The answer must consist only of the lines from the line with "pub mod model;" to the line with "use crate::liveness::OwnerStamp;", both included, exactly as they stand below.

(Entries provided)

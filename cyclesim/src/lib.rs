//! # cyclesim
//!
//! Per-cycle driver for a simulator taking part in a lockstep run. Before
//! each rising clock edge the driver meets the other simulators at a
//! `cyclebar` barrier through the [`cyclebar_dpi::Bridge`], then checks the
//! barrier's cycle count against its own.

pub mod config;
pub mod driver;
pub mod model;
pub mod plusargs;
pub mod summary;

pub use config::{DriverConfig, SimCli};
pub use driver::{check_cycle, Driver, DriverError, RunSummary, StopReason};
pub use model::{ClockedModel, CounterModel};

pub fn init_logging(max_level: &str) {
    env_logger::init_from_env(env_logger::Env::default().default_filter_or(max_level));
}
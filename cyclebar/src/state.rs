//! Layout of the barrier state shared by every participant.
//!
//! The struct is `repr(C)` and holds no pointers, because each process maps
//! the region at a different address. Fields that never change after the
//! leader publishes the region are atomics only so they can be written
//! through a shared reference during initialization.

use std::cell::UnsafeCell;
use std::io;
use std::ops::{Deref, DerefMut};
use std::sync::atomic::{AtomicI32, AtomicU32, AtomicU64, Ordering};

use crate::liveness::OwnerStamp;
use crate::sync::{Deadline, ProcessCondvar, ProcessMutex, Wake};

pub(crate) const LAYOUT_MAGIC: u64 = u64::from_le_bytes(*b"CYCBAR\0\x01");
pub(crate) const LAYOUT_VERSION: u32 = 1;

const CACHE_LINE_SIZE: usize = 64;

#[derive(Debug, Clone, Copy, PartialEq, Eq)]
pub(crate) enum Status {
    Open,
    /// The leader closed the barrier.
    Closed,
    /// A participant died while holding the lock.
    Broken,
    /// Stale state a new leader has claimed and is removing.
    Reclaimed,
}

impl Status {
    fn from_raw(raw: u32) -> Self {
        match raw {
            0 => Status::Open,
            1 => Status::Closed,
            3 => Status::Reclaimed,
            _ => Status::Broken,
        }
    }

    fn raw(self) -> u32 {
        match self {
            Status::Open => 0,
            Status::Closed => 1,
            Status::Broken => 2,
            Status::Reclaimed => 3,
        }
    }
}

/// Counters guarded by the shared mutex.
#[repr(C)]
#[derive(Debug, Default)]
pub(crate) struct Rounds {
    /// Participants waiting in the current round.
    pub arrived: u32,
    /// Live handles attached to this barrier.
    pub attached: u32,
    /// Round token, bumped when a round completes.
    pub generation: u64,
}

#[repr(C, align(64))]
pub(crate) struct SharedState {
    magic: AtomicU64,
    version: AtomicU32,
    participant_count: AtomicU32,
    leader_pid: AtomicI32,
    status: AtomicU32,
    leader_start_time: AtomicU64,

    lock: ProcessMutex,
    cond: ProcessCondvar,
    rounds: UnsafeCell<Rounds>,

    // Written under `lock`, read lock-free by `cycle()`.
    cycle_count: AtomicU64,
}

const _: () = assert!(std::mem::align_of::<SharedState>() == CACHE_LINE_SIZE);

impl SharedState {
    pub const SIZE: usize = std::mem::size_of::<SharedState>();

    /// Fills in zeroed memory. The magic is stored last, so a reader that
    /// sees it also sees everything else.
    ///
    /// # Safety
    /// `self` must live in freshly zeroed memory that no other process has
    /// mapped yet.
    pub unsafe fn init(&self, participant_count: u32, owner: OwnerStamp) -> io::Result<()> {
        self.lock.init()?;
        self.cond.init()?;
        *self.rounds.get() = Rounds {
            arrived: 0,
            attached: 1,
            generation: 0,
        };
        self.cycle_count.store(0, Ordering::Relaxed);
        self.participant_count
            .store(participant_count, Ordering::Relaxed);
        self.leader_pid.store(owner.pid, Ordering::Relaxed);
        self.leader_start_time
            .store(owner.start_time, Ordering::Relaxed);
        self.status.store(Status::Open.raw(), Ordering::Relaxed);
        self.version.store(LAYOUT_VERSION, Ordering::Relaxed);
        self.magic.store(LAYOUT_MAGIC, Ordering::Release);
        Ok(())
    }

    /// Checks the header. Returns a human readable reason on mismatch.
    pub fn validate(&self) -> Result<(), String> {
        let magic = self.magic.load(Ordering::Acquire);
        if magic != LAYOUT_MAGIC {
            return Err(format!("bad magic {:#018x}", magic));
        }
        let version = self.version.load(Ordering::Relaxed);
        if version != LAYOUT_VERSION {
            return Err(format!(
                "layout version {} (expected {})",
                version, LAYOUT_VERSION
            ));
        }
        if self.participant_count() == 0 {
            return Err("participant count is zero".to_string());
        }
        Ok(())
    }

    pub fn participant_count(&self) -> u32 {
        self.participant_count.load(Ordering::Relaxed)
    }

    pub fn owner(&self) -> OwnerStamp {
        OwnerStamp {
            pid: self.leader_pid.load(Ordering::Relaxed),
            start_time: self.leader_start_time.load(Ordering::Relaxed),
        }
    }

    pub fn status(&self) -> Status {
        Status::from_raw(self.status.load(Ordering::Acquire))
    }

    pub fn set_status(&self, status: Status) {
        self.status.store(status.raw(), Ordering::Release);
    }

    /// A barrier is live while it is open and its leader is still running.
    pub fn is_live(&self) -> bool {
        self.status() == Status::Open && self.owner().is_alive()
    }

    /// Hands stale state to `claimer` for removal. Caller must hold the lock,
    /// which makes the claim exclusive.
    pub fn claim(&self, claimer: OwnerStamp) {
        self.leader_pid.store(claimer.pid, Ordering::Relaxed);
        self.leader_start_time
            .store(claimer.start_time, Ordering::Relaxed);
        self.set_status(Status::Reclaimed);
    }

    pub fn cycle(&self) -> u64 {
        self.cycle_count.load(Ordering::Acquire)
    }

    /// Completes a round. Caller must hold the lock.
    pub fn advance_cycle(&self) -> u64 {
        self.cycle_count.fetch_add(1, Ordering::AcqRel) + 1
    }

    pub fn notify_all(&self) {
        self.cond.broadcast();
    }

    #[cfg(test)]
    pub fn leader_pid_for_test(&self) -> &AtomicI32 {
        &self.leader_pid
    }

    pub fn lock(&self) -> io::Result<RoundsGuard<'_>> {
        let wake = self.lock.lock()?;
        Ok(RoundsGuard {
            state: self,
            owner_died: wake == Wake::OwnerDied,
        })
    }
}

/// Holds the shared mutex; gives access to [`Rounds`].
pub(crate) struct RoundsGuard<'a> {
    state: &'a SharedState,
    owner_died: bool,
}

impl RoundsGuard<'_> {
    /// Set when some acquisition found the previous holder dead.
    pub fn owner_died(&self) -> bool {
        self.owner_died
    }

    /// Sleeps on the condvar until signaled or `deadline`.
    pub fn wait(&mut self, deadline: Option<&Deadline>) -> io::Result<Wake> {
        let wake = self.state.cond.wait(&self.state.lock, deadline)?;
        if wake == Wake::OwnerDied {
            self.owner_died = true;
        }
        Ok(wake)
    }
}

impl Deref for RoundsGuard<'_> {
    type Target = Rounds;

    fn deref(&self) -> &Rounds {
        unsafe { &*self.state.rounds.get() }
    }
}

impl DerefMut for RoundsGuard<'_> {
    fn deref_mut(&mut self) -> &mut Rounds {
        unsafe { &mut *self.state.rounds.get() }
    }
}

impl Drop for RoundsGuard<'_> {
    fn drop(&mut self) {
        self.state.lock.unlock();
    }
}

(End Entries provided)

» Completed exercise:
pub mod model;
pub mod plusargs;
pub mod summary;

pub use config::{DriverConfig, SimCli};
pub use driver::{check_cycle, Driver, DriverError, RunSummary, StopReason};
pub use model::{ClockedModel, CounterModel};

pub fn init_logging(max_level: &str) {
    env_logger::init_from_env(env_logger::Env::default().default_filter_or(max_level));
}
filename cyclebar/src/state.rs
//! Layout of the barrier state shared by every participant.
//!
//! The struct is `repr(C)` and holds no pointers, because each process maps
//! the region at a different address. Fields that never change after the
//! leader publishes the region are atomics only so they can be written
//! through a shared reference during initialization.

use std::cell::UnsafeCell;
use std::io;
use std::ops::{Deref, DerefMut};
use std::sync::atomic::{AtomicI32, AtomicU32, AtomicU64, Ordering};

use crate::liveness::OwnerStamp;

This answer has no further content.